Love in a Nutshell - Janet Evanovich [19]
“I’m sorry to say, then, that your meal has all the earmarks of a pity party.”
Kate smiled at Ella’s answer. They had become friends as teenagers, sneaking Strawberry Breeze wine coolers behind the then-abandoned train station. Ella had always been the brainy one of the pack. Kate had gone on to a middling college and lots of parties. Ella had cruised through Harvard and then moved on to Stanford for law school with every intention of becoming a professor. She’d changed course a couple of years ago and joined her family’s law practice in town. Ella’s family had been lawyering in Keene’s Harbor since the late 1800s.
Kate dug around in the bottom of the bag for a chip. “I’m going to continue to think of my meal as decadent pampering.”
“A handful of chips is pampering. A bag is pity-scarfing. I heard that plastic crinkling. What’s going on?”
“I’m never going to get this house fixed. What do you know about warped floorboards?”
“Sounds like you’ve got a water leak. The water gets trapped under the wood, causing it to expand, and it buckles to relieve the pressure.”
Kate sucked in her breath. “Great. A water leak. I’ll call a plumber tomorrow and see if he can find the problem.”
“So,” Ella said, “not to change the subject, but I had lunch at Bagger’s yesterday. How’d you get Matt Culhane to give you a job?”
Kate refilled her wineglass. “Equal parts desperation and determination. And the end result seems to be a whole lot of suffering on my part.”
“I don’t see how a person could suffer too much with Culhane to look at,” Ella said.
“The suffering comes from running Hobart, the dishwasher from hell. As for my boss, I’ll admit he’s a stellar decorative item, when he’s around. But really, after Richard, I’m not looking at men as anything more than decorative. There are good substitutes for any of their other uses.”
“Ouch! That’s a little bitter.”
And a lot easier to say to Ella than it would’ve been to Matt when he was handling her cauliflower, but Kate was determined to keep her head on straight.

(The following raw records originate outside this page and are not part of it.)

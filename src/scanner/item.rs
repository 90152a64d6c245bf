//! Items: one media file under management, with memoized identity.

use std::ffi::OsStr;
use std::fs;
use std::path::{Path, PathBuf};

use super::hasher::{FullHash, Hasher, QuickHash};
use super::HashError;

/// A lazily computed value.
///
/// Identity fields start out `Uncomputed` and flip to `Computed` the first
/// time they are needed. They never go back.
#[derive(Debug, Clone, Copy, PartialEq, Eq, Default)]
pub enum Memo<T> {
    /// Not yet read from disk.
    #[default]
    Uncomputed,
    /// Known value.
    Computed(T),
}

impl<T: Copy> Memo<T> {
    /// The value, if already computed.
    #[must_use]
    pub fn get(&self) -> Option<T> {
        match self {
            Self::Uncomputed => None,
            Self::Computed(value) => Some(*value),
        }
    }

    /// Whether the value has been computed.
    #[must_use]
    pub fn is_computed(&self) -> bool {
        matches!(self, Self::Computed(_))
    }

    /// Return the value, running `init` and storing its result on first use.
    ///
    /// A failed `init` leaves the memo `Uncomputed`.
    pub fn get_or_try_init<E>(&mut self, init: impl FnOnce() -> Result<T, E>) -> Result<T, E> {
        if let Self::Computed(value) = self {
            return Ok(*value);
        }
        let value = init()?;
        *self = Self::Computed(value);
        Ok(value)
    }
}

/// One media file tracked (or about to be tracked) by a library.
///
/// Two items hold the same content iff their size, quick hash and full hash
/// all match. [`Item::same_content`] evaluates those in that order and stops
/// at the first mismatch, so a size mismatch never opens either file.
#[derive(Debug, Clone)]
pub struct Item {
    path: PathBuf,
    root: PathBuf,
    size: Memo<u64>,
    quick_hash: Memo<QuickHash>,
    full_hash: Memo<FullHash>,
    content_reads: usize,
}

impl Item {
    /// Create an item for a freshly discovered file.
    ///
    /// # Arguments
    ///
    /// * `path` - Location of the file
    /// * `root` - Root directory of the scan that found it
    #[must_use]
    pub fn new(path: PathBuf, root: PathBuf) -> Self {
        Self {
            path,
            root,
            size: Memo::Uncomputed,
            quick_hash: Memo::Uncomputed,
            full_hash: Memo::Uncomputed,
            content_reads: 0,
        }
    }

    /// Rebuild an item from cached identity. Never touches the filesystem.
    #[must_use]
    pub fn from_cached(
        path: PathBuf,
        root: PathBuf,
        size: u64,
        quick_hash: QuickHash,
        full_hash: FullHash,
    ) -> Self {
        Self {
            path,
            root,
            size: Memo::Computed(size),
            quick_hash: Memo::Computed(quick_hash),
            full_hash: Memo::Computed(full_hash),
            content_reads: 0,
        }
    }

    /// Current location of the file.
    #[must_use]
    pub fn path(&self) -> &Path {
        &self.path
    }

    /// Root directory the item was discovered under.
    #[must_use]
    pub fn root(&self) -> &Path {
        &self.root
    }

    /// File name component of the current path.
    #[must_use]
    pub fn file_name(&self) -> Option<&OsStr> {
        self.path.file_name()
    }

    /// Path relative to the item's discovery root.
    ///
    /// Returns `None` if the item has moved outside its root.
    #[must_use]
    pub fn relative_path(&self) -> Option<&Path> {
        self.path.strip_prefix(&self.root).ok()
    }

    /// Relocate the item after a copy or rename.
    pub(crate) fn relocate(&mut self, path: PathBuf, root: PathBuf) {
        self.path = path;
        self.root = root;
    }

    /// Number of times this item has opened its file to read content.
    #[must_use]
    pub fn content_reads(&self) -> usize {
        self.content_reads
    }

    /// Size, if it has been read already.
    #[must_use]
    pub fn known_size(&self) -> Option<u64> {
        self.size.get()
    }

    /// Size, quick hash and full hash, if all three are already known.
    #[must_use]
    pub fn cached_identity(&self) -> Option<(u64, QuickHash, FullHash)> {
        Some((
            self.size.get()?,
            self.quick_hash.get()?,
            self.full_hash.get()?,
        ))
    }

    /// Byte length of the file, read once and remembered.
    ///
    /// # Errors
    ///
    /// Returns [`HashError::NotFound`] if the path no longer exists.
    pub fn size(&mut self) -> Result<u64, HashError> {
        let path = &self.path;
        self.size.get_or_try_init(|| {
            fs::metadata(path)
                .map(|m| m.len())
                .map_err(|e| HashError::from_io(path, e))
        })
    }

    /// Digest of the first kilobyte, computed at most once.
    ///
    /// # Errors
    ///
    /// See [`Hasher::prehash`].
    pub fn quick_hash(&mut self) -> Result<QuickHash, HashError> {
        if let Some(hash) = self.quick_hash.get() {
            return Ok(hash);
        }
        self.content_reads += 1;
        let path = &self.path;
        self.quick_hash
            .get_or_try_init(|| Hasher::new().prehash(path))
    }

    /// Digest of the whole file, computed at most once.
    ///
    /// # Errors
    ///
    /// See [`Hasher::full_hash`].
    pub fn full_hash(&mut self) -> Result<FullHash, HashError> {
        if let Some(hash) = self.full_hash.get() {
            return Ok(hash);
        }
        self.content_reads += 1;
        let path = &self.path;
        self.full_hash
            .get_or_try_init(|| Hasher::new().full_hash(path))
    }

    /// Make sure all three identity fields are known.
    ///
    /// # Errors
    ///
    /// Propagates the first stat or hash failure.
    pub fn identity(&mut self) -> Result<(u64, QuickHash, FullHash), HashError> {
        Ok((self.size()?, self.quick_hash()?, self.full_hash()?))
    }

    /// Compare content with another item: size, then quick hash, then full hash.
    ///
    /// # Errors
    ///
    /// Propagates stat and hash failures from either item.
    pub fn same_content(&mut self, other: &mut Item) -> Result<bool, HashError> {
        if self.size()? != other.size()? {
            return Ok(false);
        }
        if self.quick_hash()? != other.quick_hash()? {
            return Ok(false);
        }
        Ok(self.full_hash()? == other.full_hash()?)
    }
}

“I’m going to continue to think of it as a practical attitude,” she said. “As a species, men are great—some of my favorite people. But I need to sort out a whole lot of stuff before I date, let alone do anything else, ever again.”
“Okay, I can agree with that. I’ve taken the celibacy pledge until I can bring in enough work to support the salary Dad insists on giving me. Not that there’s anyone around here to date, in any case. Except Matt Culhane,” Ella added in a teasing voice.
“So, anyway, how’s work?” Kate asked.
“Pretty much how you’d expect it to be when working with a father, a brother, and two cousins. Wonderful, except when it’s not. And then, at least we all still love each other. The other day—”
Kate was distracted by the crunch of tires on the gravel drive out front of the cottage. She set aside her wineglass and stood.
“Hang on,” she said to Ella. “I think someone’s here.”
“Out there? You’re kidding.”
The drive to The Nutshell was a good, winding stretch off the road just inland from the shore. People didn’t end up at her door by accident.
“Wish I were,” Kate said.
A ratty black T-shirt emblazoned with the words SEX AND BEER in fat white block print, and plaid flannel sleep pants so worn that they were frayed over her knees weren’t exactly “meet the visitor” wear.
Then again, who could possibly be visiting her? Her wine buzz was swept away on a sea of adrenaline.
“Don’t hang up,” she whispered to Ella.
“Why would I? And why are you whispering?”
Kate nudged aside the lighthouse-themed curtain that covered the front door’s window and peeked outside. A pair of truck-height headlights shone directly into her eyes. She let the curtain drop and turned the door’s dead bolt.
Her visitor’s vehicle had come to a stop. “Don’t know,” Kate said to Ella. “I’m just a little edgy. You’re the only one who’d be out here, and you’re there.”
“Okay, you have a point,” Ella said. “Should I dial the police on my cell?”